Les mains dans les poches, Yume se contenta de hausser les épaules tout en effectuant une moue adorablement craquante.

« Yunni. Comme d'habitude.

‑ Bien sûr. Une autre réponse m'aurait étonnée, plaisanta à moitié l'archère qui reprenait tranquillement sa route.

‑ Hé ! s'irrita le jeune homme. Elle m'en a parlé parce que je le lui avait demandé ! Et puis, que l'on se mette d'accord, les histoires de montagnes ensorcelées, c'est quand même plus intéressant que des fruits agissant comme des filtres d'amour ! »

Même si elle se contenta de lever les yeux au ciel, un sourire amusé sur le visage, Astrid était complètement d'accord avec ses propos.

Plus loin devant eux s'étendaient à perte de vue des champs. Ils étaient disposés de çà et là à travers les plaines, et de nombreux hommes et femmes en travaillaient la terre.

Alors qu'elle passait à proximité des agriculteurs, Astrid en vit un se redresser pour éponger son front. Il s'agissait d'un très vieil homme, d'une quatre-vingtaine d'années environ. Il portait sur sa tête un vieux chapeau de paille qui commençait à s'effriter, à cause du temps. Il portait une simple salopette marron dont une bretelle manquait à l'appel, sans doute arrachée à en croire l'état de la couture de son vêtement. L'on voyait clairement qu'au niveau de son genou, le pantalon avait été rafistolé avec un bout de tissu appartenant à un autre habit, car sa couleur bleue foncée dénotait étrangement avec le reste de la salopette de travail. Il se portait même pas de chaussure.

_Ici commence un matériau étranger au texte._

// SPDX-FileCopyrightText: Copyright (c) 2024 NVIDIA CORPORATION & AFFILIATES. All rights reserved.
// SPDX-License-Identifier: Apache-2.0
//! Hierarchical layout database.
//!
//! A [`Layout`] is a list of cells. Each cell owns per-layer shapes and a list
//! of child instances with complex transformations. Property sets attached to
//! shapes and instances are interned in a [`PropertiesRepository`].

use crate::geom::{CplxTrans, Geometry, Rect};
use indexmap::IndexMap;
use std::collections::{BTreeMap, BTreeSet, HashMap};
use std::fmt;
use std::rc::Rc;

pub type CellIndex = usize;

/// Id of an interned property set. 0 means "no properties".
pub type PropertiesId = u32;

/// A property key or value.
#[derive(Debug, Clone, PartialEq)]
pub enum PropValue {
    Nil,
    Int(i64),
    Float(f64),
    String(String),
    List(Vec<PropValue>),
}

impl PropValue {
    pub fn as_str(&self) -> Option<&str> {
        match self {
            PropValue::String(s) => Some(s),
            _ => None,
        }
    }

    pub fn as_int(&self) -> Option<i64> {
        match self {
            PropValue::Int(i) => Some(*i),
            _ => None,
        }
    }

    pub fn is_nil(&self) -> bool {
        matches!(self, PropValue::Nil)
    }
}

impl From<&str> for PropValue {
    fn from(s: &str) -> Self {
        PropValue::String(s.to_string())
    }
}

impl From<String> for PropValue {
    fn from(s: String) -> Self {
        PropValue::String(s)
    }
}

impl From<i64> for PropValue {
    fn from(i: i64) -> Self {
        PropValue::Int(i)
    }
}

impl From<f64> for PropValue {
    fn from(f: f64) -> Self {
        PropValue::Float(f)
    }
}

/// Quotes a string unless it is a plain word of `[A-Za-z0-9_.$]`.
pub fn word_or_quoted(s: &str) -> String {
    let is_word = !s.is_empty()
        && s.chars().all(|c| c.is_ascii_alphanumeric() || c == '_' || c == '.' || c == '$');
    if is_word {
        s.to_string()
    } else {
        let mut q = String::with_capacity(s.len() + 2);
        q.push('\'');
        for c in s.chars() {
            match c {
                '\'' | '\\' => {
                    q.push('\\');
                    q.push(c);
                }
                '\n' => q.push_str("\\n"),
                '\t' => q.push_str("\\t"),
                _ => q.push(c),
            }
        }
        q.push('\'');
        q
    }
}

impl fmt::Display for PropValue {
    /// Parsable form: `nil`, integers, floats with a decimal point or
    /// exponent, single-quoted strings and space-separated lists in parentheses.
    fn fmt(&self, f: &mut fmt::Formatter<'_>) -> fmt::Result {
        match self {
            PropValue::Nil => write!(f, "nil"),
            PropValue::Int(i) => write!(f, "{}", i),
            PropValue::Float(v) => write!(f, "{:?}", v),
            PropValue::String(s) => {
                // always quoted so that numeric-looking strings stay strings
                let w = word_or_quoted(s);
                if w.starts_with('\'') {
                    write!(f, "{}", w)
                } else {
                    write!(f, "'{}'", w)
                }
            }
            PropValue::List(items) => {
                write!(f, "(")?;
                for (i, v) in items.iter().enumerate() {
                    if i > 0 {
                        write!(f, " ")?;
                    }
                    write!(f, "{}", v)?;
                }
                write!(f, ")")
            }
        }
    }
}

Travailler sous ce soleil de plomb, et à cet âge-là, devait être si épuisant ! Pourquoi continuait-il à se tuer à la tache ainsi ? Il devait prendre du repos !

Voyant qu'Astrid le dévisageait depuis quelque minutes et, sans doute mal à l'aise, le vieil homme lui adressa un large sourire, suivit d'un signe de la main pour la saluer. Finalement, il semblait plutôt en grande forme pour son âge avancé.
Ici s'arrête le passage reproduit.